Drones in electrostatic suspension to explore the Moon


Drones are on the rise on Earth so why not on other planets where they could be used in large numbers for massive and efficient exploration? Problem, there is no real atmosphere on the Moon and even less on asteroids like Psyche or Ceres. However, engineers from MIT are working on drones that are said to be electrostatic levitating there.

The return of the noosphere to the Moon is imminent with the mission Artemis. But one can reasonably think that Homo sapiens will not tread the regolith lunar before 2025. In the meantime, it is likely that robotic missions will multiply on the surface of our satellite. We certainly already have a remarkable knowledge of the surface of the Moon thanks to the resolution images of the LRO probe (Lunar Reconnaissance Orbiter) which is indeed less than a meter. But countless surprises are perhaps hidden in these images and would require to take the full measure of being able to examine directly on the surface of the Moon places to which LRO would have drawn attention.

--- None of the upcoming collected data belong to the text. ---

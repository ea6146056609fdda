//! Result of one tool execution (§4.7, §6 "From the core, to tool registry").

/// Image bytes a tool produced (e.g. a camera capture) to be included as
/// the vision input of the *next* LLM call. Must be consumed or cleared
/// within the same turn (§9 open question: session-scoped, not global).
#[derive(Debug, Clone)]
pub struct PendingVision {
    pub data: String,
    pub media_type: Option<String>,
}

#[derive(Debug, Clone, Default)]
pub struct ToolOutcome {
    /// Text fed back to the LLM as the tool-role message content.
    pub result_text: String,
    /// If set, the tool loop returns `direct_response` as the final text
    /// without calling the LLM again.
    pub skip_followup: bool,
    pub direct_response: Option<String>,
    pub pending_vision: Option<PendingVision>,
}

impl ToolOutcome {
    pub fn text(result_text: impl Into<String>) -> Self {
        Self {
            result_text: result_text.into(),
            ..Default::default()
        }
    }

    pub fn skip_followup(result_text: impl Into<String>, direct_response: impl Into<String>) -> Self {
        let direct_response = direct_response.into();
        Self {
            result_text: result_text.into(),
            skip_followup: true,
            direct_response: Some(direct_response),
            pending_vision: None,
        }
    }

    pub fn with_vision(mut self, data: impl Into<String>, media_type: Option<String>) -> Self {
        self.pending_vision = Some(PendingVision {
            data: data.into(),
            media_type,
        });
        self
    }
}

A collection of images taken by the LRO probe. © Nasa Scientific Visualization Studio

ET technosignatures and exotic planetology?

To be convinced of this and to dream a little, remember that almost a decade ago, the famous physicist Paul Davies had proposed in an article published in 2013, Searching for alien artifacts on the moon, to enlist Internet users to look in the LRO images for possible technosignatures of extraterrestrial explorers who have left, perhaps, the equivalent of monolith black from 2001: a space odyssey. Davies and his student at the time, Robert Wagner, were in fact renewing a concept already explored by a Ukrainian radio astronomer who was a member of Seti, Alexey Arkhipov, in addition to attempts to detect traces of extraterrestrial civilizations building space stations or who would be distinguished by the lighting of their towns.

It was therefore a question of looking more generally on the Moon for the remains of extraterrestrial civilizations, such as buildings and mines, left perhaps millions of years ago by a mission to explore our Blue Planet.

Indeed, it is completely improbable that the development of humanity will coincide within only a few thousand years with that of an advanced ET civilization. If an extraterrestrial exploration mission has indeed visited our Solar System, no doubt in the form of super IA, it is likely that the event took place millions or even hundreds of millions of years ago. For such a mission, which would have come to study at length and more closely the biosphere terrestrial, the most logical and the most convenient would be the installation of a lunar base. However, the tectonically stable and erosion-free environment of the Moon is much more conducive than that of the Earth to the conservation of artefacts.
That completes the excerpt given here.